S. Maria della Salute, Venezia
Tipo:
Oggetto fisico
Categoria:
Edifici religiosi
Capolavoro dell'architettura barocca veneziana, fu eretta da Baldassarre Longhena (1631-87) per voto del Senato come ringraziamento per la liberazione della città dalla peste. L'idea base del progetto fu la pianta centrale, scelta che l’architetto giustificò descrivendo il tempio «in forma di corona per essere dedicato ad essa Vergine». Di questa forma è il corpo maggiore, a pianta ottagonale circondata da cappelle, sul quale si imposta il tamburo e la grande cupola emisferica; il raccordo tra basamento e cupola è realizzato da poderose volute, che servono da contrafforti. Su questo corpo il Longhena innestò il volume minore del presbiterio con absidi laterali, cupola centrale e due alti campanili, che determina un asse longitudinale con la facciata, dove si apre il grandioso portale. La combinazione dei corpi crea prospetti diversi, continuamente mutevoli, secondo che si veda il tempio dal Canal Grande, dal Bacino di S. Marco, dal canale della Giudecca o dalle calli interne, offrendo - come è stato notato - una straordinaria invenzione urbanistica.
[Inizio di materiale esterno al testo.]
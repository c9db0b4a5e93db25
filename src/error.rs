use std::io;

use thiserror::Error;

/**
 * Every failure the repository can produce.
 * Each variant names the operation that failed and the offending path/value,
 *     the underlying cause (if any) is kept as the error source.
 */
#[derive(Debug, Error)]
pub enum RepoError {
    #[error("Failed to read file '{path}'. {source}")]
    Read {
        path: String,
        #[source]
        source: io::Error,
    },

    #[error("Failed to parse settings file '{path}'. {source}")]
    Parse {
        path: String,
        #[source]
        source: serde_json::Error,
    },

    #[error("Failed to convert settings to JSON. {0}")]
    Serialize(#[source] serde_json::Error),

    #[error("Invalid certificate type '{0}'; must be csr or cert")]
    InvalidKind(String),

    #[error("Failed to create path '{path}'. {source}")]
    DirectoryCreate {
        path: String,
        #[source]
        source: io::Error,
    },

    #[error("Failed to save file '{path}'. {source}")]
    Write {
        path: String,
        #[source]
        source: io::Error,
    },
}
L'interno, solenne e grandioso, si articola attorno a un vasto vano centrale cinto da peribolo e coperto da slanciata cupola. Il fastoso altare maggiore, disegnato da Longhena e con sculture di Josse Le Court, racchiude una venerata icona di arte greco-bizantina. A sinistra si accede alla sagrestia grande: all'altare, S. Marco e santi, opera giovanile di Tiziano (1512), autore anche delle tre mirabili tele nel soffitto (Sacrificio d'Abramo; Davide e Golia; Caino e Abele, 1543 c.); alla parete a destra dell'altare, Nozze di Cana, grande tela di Tintoretto.